13:30 h. No consulado o documento já está pronto. Descubro que a tabela de preços dos serviços em Euro está incompleta, pois não informa que os serviços podem ser pagos também em Reais. 25 Euros por um reconhecimento de firma. Ou 20 Reais. A moça esclarece que não pode devolver os meus Euros, já contabilizados. Desisto. Vou embora. Uma última olhada no termômetro e confirmo: Milão, 36 ºC. Pego o metrô e, depois, o trem das 15:08 h. No meio da viagem de quarenta minutos, o fiscal pede o meu bilhete e comunica que aquele é um trem inter città, que não pára nas pequenas estações e, por isso, mais caro. Emite um bilhete complementar de €$ 14,51; mais que os €$ 9,20 que paguei pelo bilhete de ida e volta. Primeira parada: Piacenza. 15:50 h.

Ciao.

5 comments:

.../.. said...

Nao te invejo! Milano hoje eraa filial do inferno... o Consulado é um otimo exercicio de paciencia e controle de nervos...
Uffa, que afa!
Daiza

Rafael Galvão said...

Semana passada vi um daqueles "homens-estátua" no centro de Aracaju, com o corpo pintado de prata - sim, a idéia do bronze é italiana -- parado e, quando o corpo doía, fazendo movimentos em câmera lentíssima.
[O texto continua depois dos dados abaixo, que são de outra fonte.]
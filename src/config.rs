use std::io::ErrorKind;
use std::path::{Path, PathBuf};
use std::{env, fs, io};

use serde::Deserialize;

pub const DEFAULT_USER_HEADER: &str = "x-user-id";
pub const DEFAULT_PAGE_SIZE: u32 = 10;
pub const DEFAULT_MEDIA_API_BASE: &str = "https://api.cloudinary.com";
pub const DEFAULT_MAX_BODY_BYTES: usize = 10 * 1024 * 1024;

#[derive(Deserialize, Clone, Debug)]
pub struct Server {
    pub address: String,
    pub port: u16,
    /// Create and update bodies carry base64 images
    #[serde(default = "default_max_body_bytes")]
    pub max_body_bytes: usize,
}

#[derive(Deserialize, Clone, Copy, Debug, PartialEq, Default)]
#[serde(rename_all = "lowercase")]
pub enum StorageBackend {
    #[default]
    Mongo,
    Memory,
}

#[derive(Deserialize, Clone, Debug)]
pub struct Storage {
    #[serde(default)]
    pub backend: StorageBackend,
    pub uri: Option<String>,
    pub database: Option<String>,
}

/// Media host credentials. Missing values are taken from the
/// `CLOUDINARY_*` environment variables.
#[derive(Deserialize, Clone, Debug, Default)]
pub struct Media {
    pub api_base: Option<String>,
    pub cloud_name: Option<String>,
    pub api_key: Option<String>,
    pub api_secret: Option<String>,
}

#[derive(Deserialize, Clone, Debug)]
pub struct Auth {
    #[serde(default = "default_user_header")]
    pub user_header: String,
}

impl Default for Auth {
    fn default() -> Self {
        Auth { user_header: default_user_header() }
    }
}

#[derive(Deserialize, Clone, Debug)]
pub struct Posts {
    #[serde(default = "default_page_size")]
    pub page_size: u32,
    #[serde(default)]
    pub enforce_ownership: bool,
}

impl Default for Posts {
    fn default() -> Self {
        Posts {
            page_size: default_page_size(),
            enforce_ownership: false,
        }
    }
}

#[derive(Deserialize, Clone, Debug)]
pub struct Log {
    pub level: LogLevel,
    pub log_to_console: bool,
    pub location: Option<PathBuf>,
}

#[derive(Deserialize, Copy, Clone, Debug)]
pub enum LogLevel {
    Critical = 0,
    Error,
    Warn,
    Info,
    Debug,
    Trace,
}

#[derive(Deserialize, Clone, Debug)]
pub struct Config {
    pub server: Server,
    pub storage: Storage,
    #[serde(default)]
    pub media: Media,
    #[serde(default)]
    pub auth: Auth,
    #[serde(default)]
    pub posts: Posts,
    pub log: Option<Log>,
}

fn default_user_header() -> String {
    DEFAULT_USER_HEADER.to_string()
}

fn default_max_body_bytes() -> usize {
    DEFAULT_MAX_BODY_BYTES
}

fn default_page_size() -> u32 {
    DEFAULT_PAGE_SIZE
}

fn parse_path(path: PathBuf) -> io::Result<PathBuf> {
    if !path.starts_with("${exe_dir}") {
        return Ok(path);
    }

    let cur_exe = env::current_exe()?;
    let exe_dir = cur_exe.parent()
        .ok_or_else(|| io::Error::new(ErrorKind::NotFound, "Executable has no parent directory"))?;
    let str_path = path.to_string_lossy();
    Ok(PathBuf::from(str_path.replace("${exe_dir}", &exe_dir.to_string_lossy())))
}

impl Media {
    /// Fills the missing credentials from the environment.
    pub fn with_env_fallback(self) -> Media {
        let from_env = |value: Option<String>, key: &str| value.or_else(|| env::var(key).ok());
        Media {
            api_base: self.api_base,
            cloud_name: from_env(self.cloud_name, "CLOUDINARY_CLOUD_NAME"),
            api_key: from_env(self.api_key, "CLOUDINARY_API_KEY"),
            api_secret: from_env(self.api_secret, "CLOUDINARY_API_SECRET"),
        }
    }
}

pub fn parse_config(cfg_content: &str) -> io::Result<Config> {
    let mut cfg: Config = match toml::from_str::<Config>(cfg_content) {
        Ok(cfg) => cfg,
        Err(e) => return Err(io::Error::new(
            ErrorKind::InvalidData, format!("Error parsing configuration file: {}", e))),
    };

    if cfg.posts.page_size == 0 {
        return Err(io::Error::new(ErrorKind::InvalidData, "posts.page_size has to be greater than 0"));
    }

    if cfg.storage.backend == StorageBackend::Mongo && cfg.storage.uri.is_none() {
        return Err(io::Error::new(ErrorKind::InvalidData, "storage.uri is required for the mongo backend"));
    }

    if let Some(mut log) = cfg.log.take() {
        log.location = log.location.map(parse_path).transpose()?;
        cfg.log = Some(log);
    }

    cfg.media = cfg.media.with_env_fallback();

    Ok(cfg)
}

pub fn read_config(cfg_path: &Path) -> io::Result<Config> {
    let cfg_content = match fs::read_to_string(cfg_path) {
        Ok(content) => content,
        Err(e) => return Err(io::Error::new(e.kind(), format!("Error opening configuration file {}: {}", cfg_path.display(), e))),
    };

    parse_config(&cfg_content)
}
Eles são muito comuns no Rio, mas ainda não os tinha visto em Aracaju.

Preso à cintura, entre a sunga e a pele, um celular. Fiquei imaginando que diabos ele faria se o telefone tocasse. Ainda esperei uns minutos, torcendo para que o danado tocasse. Não tocou. Tem coisas de que a falta de tempo, sempre na hora errada, nos impede de viver.

Anonymous said...

Olá Allan!
A forma que tu escreves, é muito legal. Dá a impressão que estamos viajando dentro da Itália. Eu gostaria muito de um dia conhecê-la, pra falar a verdade a Europa, seria melhor. Aqui no Brasil, particularmente no Rio de Janeiro, esse negócio de estátua já chegou. Em cada esquina da Rio Branco, existem pessoas completamente prateadas, pedindo moedas. E a burocracia, até na Itália é bem vinda. É isso aí.Gostei do blog, voltarei outras vezes.
Um abraço.

Anonymous said...

Olá Allan!
A forma que tu escreves, é muito legal. Dá a impressão que estamos viajando dentro da Itália. Eu gostaria muito de um dia conhecê-la, pra falar a verdade a Europa, seria melhor. Aqui no Brasil, particularmente no Rio de Janeiro, esse negócio de estátua já chegou. Em cada esquina da Rio Branco, existem pessoas completamente prateadas, pedindo moedas. E a burocracia, até na Itália é bem vinda. É isso aí.Gostei do blog, voltarei outras vezes.
Esqueci de falar. Meu nome é Marcio do Pão com Azeite. Não consegui me cadastrar. Postei então como anonimo.
Um abraço.

Anonymous said...

Parabéns Allan!
vc me fez revisitar mentalmente minha passagem em Milão, morei aí 3 meses em 1995...deu muita saudade, A propósito, vc escreve muito bem!